The CEO also shared separate preliminary reports conducted by Sygnia and Verichain on his X account.
Sygnia Report
Sygnia, a company that provides cybersecurity services, released a document detailing its findings. They mentioned that the investigation is still ongoing to further confirm the findings.
Sygnia forensics investigation highlighted the following key findings:
• Forensic investigation of all hosts used to initiate and sign the transaction revealed malicious JavaScript code injected to a resource served from Safe{Wallet}’s AWS S3 bucket.

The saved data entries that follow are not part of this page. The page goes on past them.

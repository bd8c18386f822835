use serde::{Deserialize, Serialize};
use std::path::PathBuf;
use std::time::Duration;

pub const DEFAULT_CONTROL_PLANE_PORT: u16 = 10350;
pub const DEFAULT_ADMIN_API_PORT: u16 = 8001;
pub const DEFAULT_PROXY_PORT: u16 = 8000;
pub const DEFAULT_INSPECTOR_UI_PORT: u16 = 6274;
pub const DEFAULT_INSPECTOR_PROXY_PORT: u16 = 6277;
pub const DEFAULT_SERVICE_START_PORT: u16 = 9001;

/// Ports the hub binds. Fixed for the lifetime of one supervised run.
#[derive(Debug, Clone, Copy, PartialEq, Eq, Serialize, Deserialize)]
pub struct PortConfig {
    pub control_plane: u16,
    pub admin_api: u16,
    pub proxy: u16,
    pub inspector_ui: u16,
    pub inspector_proxy: u16,
    pub service_start: u16,
}

impl Default for PortConfig {
    fn default() -> Self {
        Self {
            control_plane: DEFAULT_CONTROL_PLANE_PORT,
            admin_api: DEFAULT_ADMIN_API_PORT,
            proxy: DEFAULT_PROXY_PORT,
            inspector_ui: DEFAULT_INSPECTOR_UI_PORT,
            inspector_proxy: DEFAULT_INSPECTOR_PROXY_PORT,
            service_start: DEFAULT_SERVICE_START_PORT,
        }
    }
}

impl PortConfig {
    /// Environment overrides handed to the orchestrator process.
    pub fn env_overrides(&self) -> Vec<(String, String)> {
        vec![
            ("TILT_PORT".to_string(), self.control_plane.to_string()),
            (
                "TOOLHUB_CONTROL_PLANE_PORT".to_string(),
                self.control_plane.to_string(),
            ),
            ("TOOLHUB_ADMIN_API_PORT".to_string(), self.admin_api.to_string()),
            ("TOOLHUB_PROXY_PORT".to_string(), self.proxy.to_string()),
            (
                "TOOLHUB_INSPECTOR_UI_PORT".to_string(),
                self.inspector_ui.to_string(),
            ),
            (
                "TOOLHUB_INSPECTOR_PROXY_PORT".to_string(),
                self.inspector_proxy.to_string(),
            ),
            (
                "TOOLHUB_SERVICE_START_PORT".to_string(),
                self.service_start.to_string(),
            ),
        ]
    }
}

/// Delays and deadlines used by the supervisor.
#[derive(Debug, Clone)]
pub struct Timings {
    /// Grace period after spawn before readiness polling begins.
    pub settle_delay: Duration,
    pub readiness_timeout: Duration,
    pub readiness_interval: Duration,
    /// Per-request timeout for health probes.
    pub probe_timeout: Duration,
    /// Wait after stale-process cleanup for ports to be released.
    pub cleanup_settle: Duration,
    /// Pause between stop and start during a restart.
    pub restart_settle: Duration,
    /// Upper bound on the orchestrator's own `down` command.
    pub teardown_timeout: Duration,
    /// Upper bound on waiting for supervision tasks to drain during stop.
    pub drain_timeout: Duration,
}

impl Default for Timings {
    fn default() -> Self {
        Self {
            settle_delay: Duration::from_secs(2),
            readiness_timeout: Duration::from_secs(30),
            readiness_interval: Duration::from_millis(500),
            probe_timeout: Duration::from_secs(2),
            cleanup_settle: Duration::from_secs(2),
            restart_settle: Duration::from_secs(1),
            teardown_timeout: Duration::from_secs(30),
            drain_timeout: Duration::from_secs(10),
        }
    }
}

/// Everything the supervisor needs to know before it can start.
#[derive(Debug, Clone)]
pub struct HubSettings {
    /// Directory holding the manifest, `.env` and orchestrator files.
    pub workspace_dir: PathBuf,
    /// Orchestrator binary that owns the process tree (`up`/`down`).
    pub orchestrator_bin: String,
    /// Reverse proxy binary; only checked for presence.
    pub proxy_bin: String,
    pub ports: PortConfig,
    pub timings: Timings,
    pub log_capacity: usize,
}

impl HubSettings {
    pub fn new(workspace_dir: PathBuf) -> Self {
        Self {
            workspace_dir,
            orchestrator_bin: "tilt".to_string(),
            proxy_bin: "traefik".to_string(),
            ports: PortConfig::default(),
            timings: Timings::default(),
            log_capacity: crate::ui::buffer::DEFAULT_LOG_CAPACITY,
        }
    }
}
use std::fmt;
use std::path::PathBuf;
use std::sync::{RwLock, RwLockReadGuard, RwLockWriteGuard};

use serde::{Deserialize, Serialize};

use crate::config::model::ServiceKind;
use crate::config::settings::PortConfig;

#[derive(Debug, Clone, Copy, PartialEq, Eq, Serialize, Deserialize)]
#[serde(rename_all = "lowercase")]
pub enum HubStatus {
    Stopped,
    Starting,
    Running,
    Stopping,
    Error,
}

impl HubStatus {
    pub fn as_str(&self) -> &'static str {
        match self {
            HubStatus::Stopped => "stopped",
            HubStatus::Starting => "starting",
            HubStatus::Running => "running",
            HubStatus::Stopping => "stopping",
            HubStatus::Error => "error",
        }
    }

    /// Whether a new run may not be started from this state.
    pub fn is_active(&self) -> bool {
        matches!(
            self,
            HubStatus::Starting | HubStatus::Running | HubStatus::Stopping
        )
    }
}

impl fmt::Display for HubStatus {
    fn fmt(&self, f: &mut fmt::Formatter<'_>) -> fmt::Result {
        f.write_str(self.as_str())
    }
}

/// The single authoritative hub status plus the generation of the run that
/// owns it. Background tasks only ever write through [`StatusCell::transition`]
/// with their own generation, so a task left over from an earlier run cannot
/// clobber a newer one.
#[derive(Debug)]
pub struct StatusCell {
    inner: RwLock<(HubStatus, u64)>,
}

impl StatusCell {
    pub fn new() -> Self {
        Self {
            inner: RwLock::new((HubStatus::Stopped, 0)),
        }
    }

    fn read(&self) -> RwLockReadGuard<'_, (HubStatus, u64)> {
        self.inner.read().unwrap_or_else(|e| e.into_inner())
    }

    fn write(&self) -> RwLockWriteGuard<'_, (HubStatus, u64)> {
        self.inner.write().unwrap_or_else(|e| e.into_inner())
    }

    pub fn get(&self) -> HubStatus {
        self.read().0
    }

    /// Unconditional write, used by the foreground start/stop paths.
    pub fn set(&self, status: HubStatus) {
        self.write().0 = status;
    }

    /// Begin a new run: bump the generation and enter `status`.
    pub fn begin_run(&self, status: HubStatus) -> u64 {
        let mut guard = self.write();
        guard.1 += 1;
        guard.0 = status;
        guard.1
    }

    /// Compare-and-set on behalf of run `generation`. Applies only when the
    /// generation still matches and the current status is one of `from`.
    pub fn transition(&self, generation: u64, from: &[HubStatus], to: HubStatus) -> bool {
        let mut guard = self.write();
        if guard.1 != generation || !from.contains(&guard.0) {
            return false;
        }
        guard.0 = to;
        true
    }

    /// Compare-and-set regardless of generation.
    pub fn replace_if(&self, from: &[HubStatus], to: HubStatus) -> bool {
        let mut guard = self.write();
        if !from.contains(&guard.0) {
            return false;
        }
        guard.0 = to;
        true
    }
}

impl Default for StatusCell {
    fn default() -> Self {
        Self::new()
    }
}

#[derive(Debug, Clone, Copy, PartialEq, Eq, Serialize, Deserialize)]
#[serde(rename_all = "lowercase")]
pub enum EndpointStatus {
    Running,
    Error,
    Disabled,
    Unknown,
}

impl EndpointStatus {
    pub fn as_str(&self) -> &'static str {
        match self {
            EndpointStatus::Running => "running",
            EndpointStatus::Error => "error",
            EndpointStatus::Disabled => "disabled",
            EndpointStatus::Unknown => "unknown",
        }
    }
}

/// A service as seen from outside the hub. Derived from the manifest on
/// demand, never persisted.
#[derive(Debug, Clone, PartialEq, Eq, Serialize, Deserialize)]
pub struct Endpoint {
    pub name: String,
    pub kind: ServiceKind,
    pub port: u16,
    pub url: String,
    #[serde(skip_serializing_if = "Option::is_none")]
    pub health_url: Option<String>,
    #[serde(skip_serializing_if = "Option::is_none")]
    pub description: Option<String>,
    pub enabled: bool,
    pub status: EndpointStatus,
}

#[derive(Debug, Clone, Serialize, Deserialize)]
pub struct HubSnapshot {
    pub status: HubStatus,
    pub running: bool,
    pub ports: PortConfig,
    pub workspace_dir: PathBuf,
    pub endpoints: Vec<Endpoint>,
    pub log_lines: usize,
}

/// One env var as required by the enabled tool servers.
#[derive(Debug, Clone, PartialEq, Eq, Serialize, Deserialize)]
pub struct EnvVarRequirement {
    pub key: String,
    pub required_by: Vec<String>,
    pub is_set: bool,
    pub is_secret: bool,
    pub secret_exists: bool,
}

- Resource modification time and publicly available web history archives suggest the injection of the malicious code was performed directly to Safe{Wallet}’s AWS S3 bucket.
- Initial analysis of the injected JavaScript code suggests its primary objective is to manipulate transactions, effectively changing the content of the transaction during the signing process.
- Additionally, the analysis of the injected JavaScript code identified an activation condition designed to execute only when the transaction source matches one of two contract addresses: Bybit’s contract address and a currently unidentified contract address, likely associated with a test contract controlled by the threat actor.
- Two minutes after the malicious transaction was executed and published, new versions of the JavaScript resources were uploaded to Safe{Wallet}’s AWS S3 bucket. These updated versions had the malicious code removed.
- The highlighted initial findings suggest the attack originated from Safe{Wallet}’s AWS infrastructure.
- Thus far, the forensics investigation did not identify any compromise of Bybit’s infrastructure.
Verichain Report
The conclusions of their report with the need for further investigation stated that:
The benign JavaScript file of app.safe.global appears to have been replaced with malicious code on February 19, 2025, at 15:29:25 UTC, specifically targeting Ethereum Multisig Cold Wallet of Bybit (0x1Db92e2EeBC8E0c075a02BeA49a2935BcD2dFCF4). The attack was designed to activate during the next Bybit transaction, which occurred on February 21, 2025, at 14:13:35 UTC.
Based on the investigation results from the machines of Bybit’s Signers and the cached malicious JavaScript payload found on the Wayback Archive, we strongly conclude that AWS S3 or CloudFront account/API Key of Safe. Global was likely leaked or compromised.
More to follow on the investigation as Bybit is committed to recovering their stolen assets.